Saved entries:
★ ★ ★

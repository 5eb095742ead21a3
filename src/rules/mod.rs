//! Rule sources
//!
//! The engine reloads its rules from a [`RuleSource`] on every call, so
//! edits to a rulesheet take effect without any cache invalidation.
//!
//! - [`BuiltinRules`]: embedded library of common sensitive literals
//! - [`RulesheetSource`]: project rules from a JSON rulesheet
//! - [`StaticRules`]: fixed in-memory list
//! - [`CombinedSource`]: concatenation of several sources, in order

pub mod builtin;
pub mod rulesheet;

pub use builtin::BuiltinRules;
pub use rulesheet::{Rulesheet, RulesheetSource};

use crate::domain::{Result, Rule};
use async_trait::async_trait;
use std::sync::Arc;

/// Rule-management collaborator
#[async_trait]
pub trait RuleSource: Send + Sync {
    /// Load the current rule list
    ///
    /// # Errors
    ///
    /// Returns an error if the rules exist but cannot be read or parsed.
    async fn load_rules(&self) -> Result<Vec<Rule>>;

    /// Short description for logs
    fn describe(&self) -> String;
}

/// Fixed rule list
#[derive(Debug, Clone, Default)]
pub struct StaticRules {
    rules: Vec<Rule>,
}

impl StaticRules {
    pub fn new(rules: Vec<Rule>) -> Self {
        Self { rules }
    }
}

#[async_trait]
impl RuleSource for StaticRules {
    async fn load_rules(&self) -> Result<Vec<Rule>> {
        Ok(self.rules.clone())
    }

    fn describe(&self) -> String {
        format!("static ({} rules)", self.rules.len())
    }
}

/// Rules of several sources, concatenated in order
#[derive(Clone, Default)]
pub struct CombinedSource {
    sources: Vec<Arc<dyn RuleSource>>,
}

impl CombinedSource {
    pub fn new() -> Self {
        Self::default()
    }

    /// Append a source
    pub fn with(mut self, source: Arc<dyn RuleSource>) -> Self {
        self.sources.push(source);
        self
    }

    pub fn len(&self) -> usize {
        self.sources.len()
    }

    pub fn is_empty(&self) -> bool {
        self.sources.is_empty()
    }
}

#[async_trait]
impl RuleSource for CombinedSource {
    async fn load_rules(&self) -> Result<Vec<Rule>> {
        let mut rules = Vec::new();
        for source in &self.sources {
            let loaded = source.load_rules().await?;
            tracing::trace!(source = %source.describe(), rules = loaded.len(), "Rules loaded");
            rules.extend(loaded);
        }
        Ok(rules)
    }

    fn describe(&self) -> String {
        self.sources
            .iter()
            .map(|s| s.describe())
            .collect::<Vec<_>>()
            .join(" + ")
    }
}

impl std::fmt::Debug for CombinedSource {
    fn fmt(&self, f: &mut std::fmt::Formatter<'_>) -> std::fmt::Result {
        f.debug_struct("CombinedSource")
            .field("sources", &self.describe())
            .finish()
    }
}

#[cfg(test)]
mod tests {
    use super::*;

    #[tokio::test]
    async fn test_combined_source_keeps_order() {
        let first = StaticRules::new(vec![Rule::new("a+", "A").with_id("a")]);
        let second = StaticRules::new(vec![Rule::new("b+", "B").with_id("b")]);
        let combined = CombinedSource::new()
            .with(Arc::new(first))
            .with(Arc::new(second));

        let ids: Vec<String> = combined
            .load_rules()
            .await
            .unwrap()
            .into_iter()
            .map(|r| r.id)
            .collect();
        assert_eq!(ids, vec!["a", "b"]);
        assert_eq!(combined.describe(), "static (1 rules) + static (1 rules)");
    }

    #[tokio::test]
    async fn test_empty_combined_source() {
        let combined = CombinedSource::new();
        assert!(combined.is_empty());
        assert!(combined.load_rules().await.unwrap().is_empty());
    }
}
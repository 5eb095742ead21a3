//! Restore command implementation
//!
//! Replaces every known token in the input with its original literal, using
//! the persisted mappings. Unknown token-like text is left as is.

use super::read_input;
use crate::anonymization::AnonymizationEngine;
use crate::config::ShroudConfig;
use clap::Args;
use std::path::PathBuf;

/// Arguments for the restore command
#[derive(Args, Debug)]
pub struct RestoreArgs {
    /// Input file (reads stdin when omitted)
    #[arg(short, long)]
    pub input: Option<PathBuf>,
}

impl RestoreArgs {
    /// Execute the restore command
    pub async fn execute(&self, config: &ShroudConfig) -> anyhow::Result<i32> {
        if !config.state.enabled {
            eprintln!("⚠️  State persistence is disabled, no mappings are available");
        }

        let engine = match AnonymizationEngine::from_config(config) {
            Ok(engine) => engine,
            Err(e) => {
                eprintln!("❌ Failed to load token mappings");
                eprintln!("   Error: {e}");
                return Ok(2);
            }
        };

        let input = read_input(self.input.as_deref()).await?;
        let restored = engine.round_trip().de_anonymize(&input);

        tracing::debug!(
            mappings = engine.token_manager().len(),
            "Restored anonymized text"
        );
        print!("{restored}");
        Ok(0)
    }
}
//! Init command implementation
//!
//! This module implements the `init` command for generating a sample
//! configuration file and an empty rulesheet.

use crate::rules::Rulesheet;
use clap::Args;
use std::fs;
use std::path::{Path, PathBuf};

/// Arguments for the init command
#[derive(Args, Debug)]
pub struct InitArgs {
    /// Path where to create the configuration file
    #[arg(short, long, default_value = "shroud.toml")]
    pub output: PathBuf,

    /// Path where to create the rulesheet
    #[arg(long, default_value = ".shroud/rules.json")]
    pub rulesheet: PathBuf,

    /// Overwrite existing files
    #[arg(long)]
    pub force: bool,
}

impl InitArgs {
    /// Execute the init command
    pub async fn execute(&self) -> anyhow::Result<i32> {
        tracing::info!(output = %self.output.display(), "Initializing configuration file");

        println!("📝 Initializing Shroud configuration");
        println!();

        for path in [&self.output, &self.rulesheet] {
            if path.exists() && !self.force {
                eprintln!("❌ File already exists: {}", path.display());
                eprintln!("   Use --force to overwrite");
                return Ok(2);
            }
        }

        let rulesheet = match Rulesheet::default().to_json() {
            Ok(json) => json,
            Err(e) => {
                eprintln!("❌ Failed to render rulesheet");
                eprintln!("   Error: {e}");
                return Ok(5);
            }
        };

        let written = write_file(&self.output, &self.generate_config())
            .and_then(|_| write_file(&self.rulesheet, &rulesheet));

        match written {
            Ok(_) => {
                println!("✅ Configuration file created: {}", self.output.display());
                println!("✅ Rulesheet created: {}", self.rulesheet.display());
                println!();
                println!("Next steps:");
                println!("  1. Add project rules to {}", self.rulesheet.display());
                println!("  2. Check them: shroud validate-rules");
                println!("  3. Preview matches: shroud detect --input <file>");
                println!("  4. Anonymize: shroud anonymize --input <file>");
                println!();
                Ok(0)
            }
            Err(e) => {
                eprintln!("❌ Failed to write file");
                eprintln!("   Error: {e}");
                Ok(5)
            }
        }
    }

    /// Generate the sample configuration
    fn generate_config(&self) -> String {
        format!(
            r#"# Shroud Configuration File
# Reversible anonymization of sensitive literals

[application]
# Log level (trace, debug, info, warn, error)
log_level = "info"

[rules]
# Project rulesheet (JSON)
rulesheet = "{rulesheet}"

# Apply the built-in rules (IPs, emails, keys, tokens, credential paths)
include_builtin = true

# Block anonymization when a pattern fails while matching
strict_matching = true

[state]
# Persist token mappings between runs
enabled = true
path = ".shroud/state.json"

# Discard mappings created under another rulesheet
reset_on_rulesheet_switch = true

[logging]
# JSON log files (console logs always go to stderr)
local_enabled = false
local_path = ".shroud/logs"
local_rotation = "daily"  # daily | hourly | never

[audit]
# Audit log of anonymization calls (literals are stored as SHA-256 hashes)
enabled = false
log_path = ".shroud/audit.log"
json_format = true
"#,
            rulesheet = self.rulesheet.display()
        )
    }
}

fn write_file(path: &Path, content: &str) -> std::io::Result<()> {
    if let Some(parent) = path.parent() {
        if !parent.as_os_str().is_empty() {
            fs::create_dir_all(parent)?;
        }
    }
    fs::write(path, content)
}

★ ★ ★

Assignment >> Whenever a line in the entries above includes the word "first", pull that line out.

Result of the task >>
        let first = StaticRules::new(vec![Rule::new("a+", "A").with_id("a")]);
            .with(Arc::new(first))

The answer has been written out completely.